Then \begin{align} g(x + 1) &= a_m (x+1)^m + a_{m-1} (x+1)^{m-1} + \cdots + a_0 \\ &= a_m\left(x^m + mx^{m-1} + \cdots + 1\right) + a_{m-1}\left(x^{m-1} + \cdots + 1\right) + \cdots + a_0 \\ &= a_m x^m + \left(ma_m + a_{m-1}\right)x^{m-1} + \cdots + b_0, \end{align} where $b_0$ is a constant and all the terms not shown (the terms in the "$\cdots$") are terms of degree $m-2$ or less. We see that $g(x+1)$ is also a polynomial of degree $m.$ A similar calculation shows that $g(x-1)$ is a polynomial of degree $m$; by induction, so is $g(x+k)$ for any integer $k$, although that's more than we need to know for this particular problem.

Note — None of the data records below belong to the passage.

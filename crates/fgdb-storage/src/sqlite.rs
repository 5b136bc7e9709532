//! SQLite implementation of [`SnapshotStore`].
//!
//! [`SqliteStore`] persists snapshot generations in a SQLite database with
//! WAL mode, a transaction around every write, and automatic schema
//! migrations. Generations are append-only: saving never rewrites an
//! existing row.

use rusqlite::{params, Connection, OptionalExtension};
use tracing::info;

use crate::config::StorageConfig;
use crate::error::StorageError;
use crate::traits::{verify_blob, SnapshotStore};
use crate::types::{DatabaseId, DatabaseSummary, GenerationInfo};

/// SQLite-backed implementation of [`SnapshotStore`].
pub struct SqliteStore {
    conn: Connection,
}

impl SqliteStore {
    /// Opens (or creates) a SQLite database at `path`.
    pub fn new(path: &str) -> Result<Self, StorageError> {
        let conn = crate::schema::open_database(path)?;
        Ok(SqliteStore { conn })
    }

    /// Opens an in-memory SQLite database (for testing).
    pub fn in_memory() -> Result<Self, StorageError> {
        let conn = crate::schema::open_in_memory()?;
        Ok(SqliteStore { conn })
    }

    fn assert_database_exists(&self, id: DatabaseId) -> Result<(), StorageError> {
        let exists: bool = self.conn.query_row(
            "SELECT EXISTS(SELECT 1 FROM databases WHERE id = ?1)",
            params![id.0],
            |row| row.get(0),
        )?;
        if !exists {
            return Err(StorageError::DatabaseNotFound(id.0));
        }
        Ok(())
    }
}

/// Opens the SQLite file named by `config` and returns the configured
/// database, creating it on first use.
pub fn open_from_config(config: &StorageConfig) -> Result<(SqliteStore, DatabaseId), StorageError> {
    let mut store = SqliteStore::new(&config.db_path)?;
    let id = match store.find_database(&config.database)? {
        Some(id) => id,
        None => {
            let id = store.create_database(&config.database)?;
            info!("created database '{}' in {}", config.database, config.db_path);
            id
        }
    };
    Ok((store, id))
}

impl SnapshotStore for SqliteStore {
    // -------------------------------------------------------------------
    // Database-level operations
    // -------------------------------------------------------------------

    fn create_database(&mut self, name: &str) -> Result<DatabaseId, StorageError> {
        if self.find_database(name)?.is_some() {
            return Err(StorageError::DuplicateName(name.to_string()));
        }
        let tx = self.conn.transaction()?;
        tx.execute("INSERT INTO databases (name) VALUES (?1)", params![name])?;
        let id = tx.last_insert_rowid();
        tx.commit()?;
        Ok(DatabaseId(id))
    }

    fn find_database(&self, name: &str) -> Result<Option<DatabaseId>, StorageError> {
        let id: Option<i64> = self
            .conn
            .query_row(
                "SELECT id FROM databases WHERE name = ?1",
                params![name],
                |row| row.get(0),
            )
            .optional()?;
        Ok(id.map(DatabaseId))
    }

    fn list_databases(&self) -> Result<Vec<DatabaseSummary>, StorageError> {
        let mut stmt = self.conn.prepare_cached(
            "SELECT d.id, d.name, COUNT(s.generation)
             FROM databases d LEFT JOIN snapshots s ON s.database_id = d.id
             GROUP BY d.id ORDER BY d.id",
        )?;
        let rows = stmt.query_map([], |row| {
            let id: i64 = row.get(0)?;
            let name: String = row.get(1)?;
            let generations: i64 = row.get(2)?;
            Ok(DatabaseSummary {
                id: DatabaseId(id),
                name,
                generations: generations as u32,
            })
        })?;
        let mut result = Vec::new();
        for row in rows {
            result.push(row?);
        }
        Ok(result)
    }

    fn delete_database(&mut self, id: DatabaseId) -> Result<(), StorageError> {
        self.assert_database_exists(id)?;
        let tx = self.conn.transaction()?;
        tx.execute("DELETE FROM snapshots WHERE database_id = ?1", params![id.0])?;
        tx.execute("DELETE FROM databases WHERE id = ?1", params![id.0])?;
        tx.commit()?;
        Ok(())
    }

    // -------------------------------------------------------------------
    // Blob-level operations
    // -------------------------------------------------------------------

    fn save_blob(&mut self, id: DatabaseId, blob: &[u8]) -> Result<GenerationInfo, StorageError> {
        self.assert_database_exists(id)?;
        let tx = self.conn.transaction()?;
        let latest: i64 = tx.query_row(
            "SELECT COALESCE(MAX(generation), 0) FROM snapshots WHERE database_id = ?1",
            params![id.0],
            |row| row.get(0),
        )?;
        let info = GenerationInfo::for_blob(latest as u32 + 1, blob);
        tx.execute(
            "INSERT INTO snapshots (database_id, generation, checksum, blob)
             VALUES (?1, ?2, ?3, ?4)",
            params![id.0, info.generation, info.checksum, blob],
        )?;
        tx.commit()?;
        Ok(info)
    }

    fn blob_at(&self, id: DatabaseId, generation: u32) -> Result<Vec<u8>, StorageError> {
        self.assert_database_exists(id)?;
        let row: Option<(String, Vec<u8>)> = self
            .conn
            .query_row(
                "SELECT checksum, blob FROM snapshots
                 WHERE database_id = ?1 AND generation = ?2",
                params![id.0, generation],
                |row| Ok((row.get(0)?, row.get(1)?)),
            )
            .optional()?;
        let (recorded, blob) = row.ok_or(StorageError::GenerationNotFound {
            database: id.0,
            generation,
        })?;
        verify_blob(id, generation, &recorded, &blob)?;
        Ok(blob)
    }

    fn generations(&self, id: DatabaseId) -> Result<Vec<GenerationInfo>, StorageError> {
        self.assert_database_exists(id)?;
        let mut stmt = self.conn.prepare_cached(
            "SELECT generation, checksum, length(blob) FROM snapshots
             WHERE database_id = ?1 ORDER BY generation",
        )?;
        let rows = stmt.query_map(params![id.0], |row| {
            let generation: u32 = row.get(0)?;
            let checksum: String = row.get(1)?;
            let bytes: i64 = row.get(2)?;
            Ok(GenerationInfo {
                generation,
                checksum,
                bytes: bytes as usize,
            })
        })?;
        let mut result = Vec::new();
        for row in rows {
            result.push(row?);
        }
        Ok(result)
    }
}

Taking the difference \begin{align} g(x + 1) - g(x) &= a_m x^m + \left(ma_m + a_{m-1}\right)x^{m-1} + \cdots + b_0 \\ & \quad - a_m x^m + a_{m-1} x^{m-1} + \cdots +a_0 \\ &= ma_m x^{m-1} + \cdots + (b_0 - a_0), \\ \end{align} which is a polynomial of degree $m-1,$ since $m >0$ and $a_m \neq 0.$ That is, in general, where $g$ is a polynomial of positive degree $m,$ the difference $g(x + 1) - g(x)$ is a polynomial of degree $m-1.$

Let $h(x) = g(x) - g(x-1).$ Since $g(x-1)$ is a polynomial of degree $m,$ $$h(x) = g((x+1) - 1) - g(x-1)$$ is a polynomial of degree $m-1.$ If $m=1$ then $h(x)$ is a constant, so $h(x+1) = h(x) = 0$; but if $m > 1$ then $$h(x+1) - h(x) = (g(x+1) - g(x)) - (g(x) - g(x-1)) = g(x+1) - 2g(x) + g(x-1)$$ is a polynomial of degree $m-2.$

I have written the facts above in terms of some arbitrary polynomial $g,$ rather than the less general polynomial $f$ in your problem, to show that this method of differences is generally applicable. Now let's apply it to your particular question.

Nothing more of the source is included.